# Task requirements
Every line of the listing is to be printed again exactly.

********

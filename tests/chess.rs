use gambit::chess::core::{Move, Player, Square};
use gambit::chess::position::{GameResult, Position, Termination};
use pretty_assertions::assert_eq;
use rand::rngs::StdRng;
use rand::seq::SliceRandom;
use rand::SeedableRng;

fn legal_position(input: &str) -> Position {
    let position = Position::from_fen(input)
        .unwrap_or_else(|e| panic!("we are parsing valid position {input}: {e}"));
    assert_eq!(position.to_string(), input);
    position
}

#[test]
#[allow(unused_results)]
fn basic_positions() {
    legal_position("rnbqkbnr/pppppppp/8/8/8/8/PPPPPPPP/RNBQKBNR w KQkq - 0 1");
    legal_position("2r3r1/p3k3/1p3pp1/1B5p/5P2/2P1p1P1/PP4KP/3R4 w - - 0 34");
    legal_position("rnbqk1nr/p3bppp/1p2p3/2ppP3/3P4/P7/1PP1NPPP/R1BQKBNR w KQkq c6 0 7");
    legal_position("r2qkb1r/1pp1pp1p/p1np1np1/1B6/3PP1b1/2N1BN2/PPP2PPP/R2QK2R w KQkq - 0 7");
    legal_position("r3k3/5p2/2p5/p7/P3r3/2N2n2/1PP2P2/2K2B2 w q - 0 24");
    legal_position("rnbq1rk1/pp4pp/1b1ppn2/2p2p2/2PP4/1P2PN2/PB2BPPP/RN1Q1RK1 w - c6 0 9");
}

#[test]
#[should_panic(expected = "White should have exactly one king")]
fn no_white_king() {
    let _ = Position::try_from("3k4/8/8/8/8/8/8/8 w - - 0 1").unwrap();
}

#[test]
#[should_panic(expected = "Black can not have more than 8 pawns")]
fn too_many_black_pawns() {
    let _ = Position::try_from("rnbqkbnr/pppppppp/p7/8/8/8/PPPPPPPP/RNBQKBNR w KQkq - 0 1")
        .unwrap();
}

#[test]
#[should_panic(expected = "pawns can not be placed on backranks")]
fn pawns_on_backranks() {
    let _ = Position::try_from("3kr3/8/8/8/8/5Q2/8/1KP5 w - - 0 1").unwrap();
}

#[test]
#[should_panic(expected = "en passant square e4 is on the wrong rank")]
fn wrong_en_passant_rank() {
    let _ = Position::try_from("rnbqkbnr/pppppppp/8/4P3/8/8/PPPP1PPP/RNBQKBNR b KQkq e4 0 1")
        .unwrap();
}

#[test]
#[should_panic(expected = "incorrect FEN: missing side to move")]
fn missing_side_to_move() {
    let _ = Position::try_from("rnbqkbnr/pppppppp/8/8/8/8/PPPPPPPP/RNBQKBNR").unwrap();
}

/// Counts leaf nodes of the move tree, checking on the way that every move is
/// reversed exactly.
fn perft(position: &Position, depth: u8) -> u64 {
    if depth == 0 {
        return 1;
    }
    position
        .legal_moves()
        .iter()
        .map(|next_move| {
            let (next, record) = position.play(next_move).unwrap();
            assert_eq!(&next.reverse(&record), position, "{next_move}");
            perft(&next, depth - 1)
        })
        .sum()
}

// Expected values are from https://www.chessprogramming.org/Perft_Results
#[test]
fn perft_starting_position() {
    let position = Position::starting();
    assert_eq!(perft(&position, 1), 20);
    assert_eq!(perft(&position, 2), 400);
    assert_eq!(perft(&position, 3), 8902);
}

#[test]
fn perft_kiwipete() {
    let position =
        legal_position("r3k2r/p1ppqpb1/bn2pnp1/3PN3/1p2P3/2N2Q1p/PPPBBPPP/R3K2R w KQkq - 0 1");
    assert_eq!(perft(&position, 1), 48);
    assert_eq!(perft(&position, 2), 2039);
}

#[test]
fn perft_en_passant_and_pins() {
    let position = legal_position("8/2p5/3p4/KP5r/1R3p1k/8/4P1P1/8 w - - 0 1");
    assert_eq!(perft(&position, 1), 14);
    assert_eq!(perft(&position, 2), 191);
    assert_eq!(perft(&position, 3), 2812);
}

#[test]
fn perft_promotions() {
    let position =
        legal_position("r3k2r/Pppp1ppp/1b3nbN/nP6/BBP1P3/q4N2/Pp1P2PP/R2Q1RK1 w kq - 0 1");
    assert_eq!(perft(&position, 1), 6);
    assert_eq!(perft(&position, 2), 264);
    assert_eq!(perft(&position, 3), 9467);
}

#[test]
fn random_games_round_trip() {
    let mut rng = StdRng::seed_from_u64(2024);
    for _ in 0..20 {
        let mut played = vec![Position::starting()];
        let mut records = Vec::new();
        while records.len() < 120 {
            let position = played.last().unwrap();
            let moves = position.legal_moves();
            let Some(next_move) = moves.choose(&mut rng) else {
                assert!(position.is_terminal());
                break;
            };
            let (next, record) = position.play(next_move).unwrap();
            assert_eq!(position.replay(&record), next);
            assert_eq!(
                Position::try_from(next.to_string().as_str()).unwrap(),
                next,
                "FEN of a reachable position parses back"
            );
            records.push(record);
            played.push(next);
            if played.last().unwrap().is_terminal() {
                break;
            }
        }
        // Walk all the way back to the starting position.
        let mut position = played.pop().unwrap();
        while let Some(record) = records.pop() {
            position = position.reverse(&record);
            assert_eq!(Some(&position), played.last());
            let _ = played.pop();
        }
        assert_eq!(position, Position::starting());
    }
}

#[test]
fn fools_mate() {
    let mut position = Position::starting();
    for uci in ["f2f3", "e7e5", "g2g4"] {
        position = position.apply(&Move::from_uci(uci).unwrap()).unwrap();
        assert!(!position.is_terminal());
    }
    position = position.apply(&Move::from_uci("d8h4").unwrap()).unwrap();
    assert!(position.is_terminal());
    assert_eq!(position.termination(), Some(Termination::Checkmate));
    assert_eq!(position.result(), GameResult::Win(Player::Black));
    assert!(position.is_in_check(Player::White));
    assert_eq!(position.king(Player::White), Some(Square::E1));
    assert!(position.legal_moves().is_empty());
}

#[test]
fn promotion_choice() {
    let position = legal_position("8/4P1k1/8/8/8/8/6K1/8 w - - 0 1");
    let destinations = position.legal_destinations(Square::E7);
    assert_eq!(destinations, vec![Square::E8]);
    let promotions: Vec<String> = position
        .legal_moves()
        .iter()
        .filter(|m| m.from() == Square::E7)
        .map(ToString::to_string)
        .collect();
    assert_eq!(promotions.len(), 4);
    for uci in ["e7e8q", "e7e8r", "e7e8b", "e7e8n"] {
        assert!(promotions.contains(&uci.to_string()), "{uci}");
    }
    let bare = Move::from_uci("e7e8").unwrap();
    assert!(bare.needs_promotion(&position));
    assert_eq!(bare.with_default_promotion(&position).to_string(), "e7e8q");
    assert!(!Move::from_uci("g2g3").unwrap().needs_promotion(&position));
}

********

# Task response
filename tests/chess.rs
use gambit::chess::core::{Move, Player, Square};
use gambit::chess::position::{GameResult, Position, Termination};
use pretty_assertions::assert_eq;
use rand::rngs::StdRng;
use rand::seq::SliceRandom;
use rand::SeedableRng;

fn legal_position(input: &str) -> Position {
    let position = Position::from_fen(input)
        .unwrap_or_else(|e| panic!("we are parsing valid position {input}: {e}"));
    assert_eq!(position.to_string(), input);
    position
}

#[test]
#[allow(unused_results)]
fn basic_positions() {
    legal_position("rnbqkbnr/pppppppp/8/8/8/8/PPPPPPPP/RNBQKBNR w KQkq - 0 1");
    legal_position("2r3r1/p3k3/1p3pp1/1B5p/5P2/2P1p1P1/PP4KP/3R4 w - - 0 34");
    legal_position("rnbqk1nr/p3bppp/1p2p3/2ppP3/3P4/P7/1PP1NPPP/R1BQKBNR w KQkq c6 0 7");
    legal_position("r2qkb1r/1pp1pp1p/p1np1np1/1B6/3PP1b1/2N1BN2/PPP2PPP/R2QK2R w KQkq - 0 7");
    legal_position("r3k3/5p2/2p5/p7/P3r3/2N2n2/1PP2P2/2K2B2 w q - 0 24");
    legal_position("rnbq1rk1/pp4pp/1b1ppn2/2p2p2/2PP4/1P2PN2/PB2BPPP/RN1Q1RK1 w - c6 0 9");
}

#[test]
#[should_panic(expected = "White should have exactly one king")]
fn no_white_king() {
    let _ = Position::try_from("3k4/8/8/8/8/8/8/8 w - - 0 1").unwrap();
}

#[test]
#[should_panic(expected = "Black can not have more than 8 pawns")]
fn too_many_black_pawns() {
    let _ = Position::try_from("rnbqkbnr/pppppppp/p7/8/8/8/PPPPPPPP/RNBQKBNR w KQkq - 0 1")
        .unwrap();
}

#[test]
#[should_panic(expected = "pawns can not be placed on backranks")]
fn pawns_on_backranks() {
    let _ = Position::try_from("3kr3/8/8/8/8/5Q2/8/1KP5 w - - 0 1").unwrap();
}

#[test]
#[should_panic(expected = "en passant square e4 is on the wrong rank")]
fn wrong_en_passant_rank() {
    let _ = Position::try_from("rnbqkbnr/pppppppp/8/4P3/8/8/PPPP1PPP/RNBQKBNR b KQkq e4 0 1")
        .unwrap();
}

#[test]
#[should_panic(expected = "incorrect FEN: missing side to move")]
fn missing_side_to_move() {
    let _ = Position::try_from("rnbqkbnr/pppppppp/8/8/8/8/PPPPPPPP/RNBQKBNR").unwrap();
}

/// Counts leaf nodes of the move tree, checking on the way that every move is
/// reversed exactly.
fn perft(position: &Position, depth: u8) -> u64 {
    if depth == 0 {
        return 1;
    }
    position
        .legal_moves()
        .iter()
        .map(|next_move| {
            let (next, record) = position.play(next_move).unwrap();
            assert_eq!(&next.reverse(&record), position, "{next_move}");
            perft(&next, depth - 1)
        })
        .sum()
}

// Expected values are from https://www.chessprogramming.org/Perft_Results
#[test]
fn perft_starting_position() {
    let position = Position::starting();
    assert_eq!(perft(&position, 1), 20);
    assert_eq!(perft(&position, 2), 400);
    assert_eq!(perft(&position, 3), 8902);
}

#[test]
fn perft_kiwipete() {
    let position =
        legal_position("r3k2r/p1ppqpb1/bn2pnp1/3PN3/1p2P3/2N2Q1p/PPPBBPPP/R3K2R w KQkq - 0 1");
    assert_eq!(perft(&position, 1), 48);
    assert_eq!(perft(&position, 2), 2039);
}

#[test]
fn perft_en_passant_and_pins() {
    let position = legal_position("8/2p5/3p4/KP5r/1R3p1k/8/4P1P1/8 w - - 0 1");
    assert_eq!(perft(&position, 1), 14);
    assert_eq!(perft(&position, 2), 191);
    assert_eq!(perft(&position, 3), 2812);
}

#[test]
fn perft_promotions() {
    let position =
        legal_position("r3k2r/Pppp1ppp/1b3nbN/nP6/BBP1P3/q4N2/Pp1P2PP/R2Q1RK1 w kq - 0 1");
    assert_eq!(perft(&position, 1), 6);
    assert_eq!(perft(&position, 2), 264);
    assert_eq!(perft(&position, 3), 9467);
}

#[test]
fn random_games_round_trip() {
    let mut rng = StdRng::seed_from_u64(2024);
    for _ in 0..20 {
        let mut played = vec![Position::starting()];
        let mut records = Vec::new();
        while records.len() < 120 {
            let position = played.last().unwrap();
            let moves = position.legal_moves();
            let Some(next_move) = moves.choose(&mut rng) else {
                assert!(position.is_terminal());
                break;
            };
            let (next, record) = position.play(next_move).unwrap();
            assert_eq!(position.replay(&record), next);
            assert_eq!(
                Position::try_from(next.to_string().as_str()).unwrap(),
                next,
                "FEN of a reachable position parses back"
            );
            records.push(record);
            played.push(next);
            if played.last().unwrap().is_terminal() {
                break;
            }
        }
        // Walk all the way back to the starting position.
        let mut position = played.pop().unwrap();
        while let Some(record) = records.pop() {
            position = position.reverse(&record);
            assert_eq!(Some(&position), played.last());
            let _ = played.pop();
        }
        assert_eq!(position, Position::starting());
    }
}

#[test]
fn fools_mate() {
    let mut position = Position::starting();
    for uci in ["f2f3", "e7e5", "g2g4"] {
        position = position.apply(&Move::from_uci(uci).unwrap()).unwrap();
        assert!(!position.is_terminal());
    }
    position = position.apply(&Move::from_uci("d8h4").unwrap()).unwrap();
    assert!(position.is_terminal());
    assert_eq!(position.termination(), Some(Termination::Checkmate));
    assert_eq!(position.result(), GameResult::Win(Player::Black));
    assert!(position.is_in_check(Player::White));
    assert_eq!(position.king(Player::White), Some(Square::E1));
    assert!(position.legal_moves().is_empty());
}

#[test]
fn promotion_choice() {
    let position = legal_position("8/4P1k1/8/8/8/8/6K1/8 w - - 0 1");
    let destinations = position.legal_destinations(Square::E7);
    assert_eq!(destinations, vec![Square::E8]);
    let promotions: Vec<String> = position
        .legal_moves()
        .iter()
        .filter(|m| m.from() == Square::E7)
        .map(ToString::to_string)
        .collect();
    assert_eq!(promotions.len(), 4);
    for uci in ["e7e8q", "e7e8r", "e7e8b", "e7e8n"] {
        assert!(promotions.contains(&uci.to_string()), "{uci}");
    }
    let bare = Move::from_uci("e7e8").unwrap();
    assert!(bare.needs_promotion(&position));
    assert_eq!(bare.with_default_promotion(&position).to_string(), "e7e8q");
    assert!(!Move::from_uci("g2g3").unwrap().needs_promotion(&position));
}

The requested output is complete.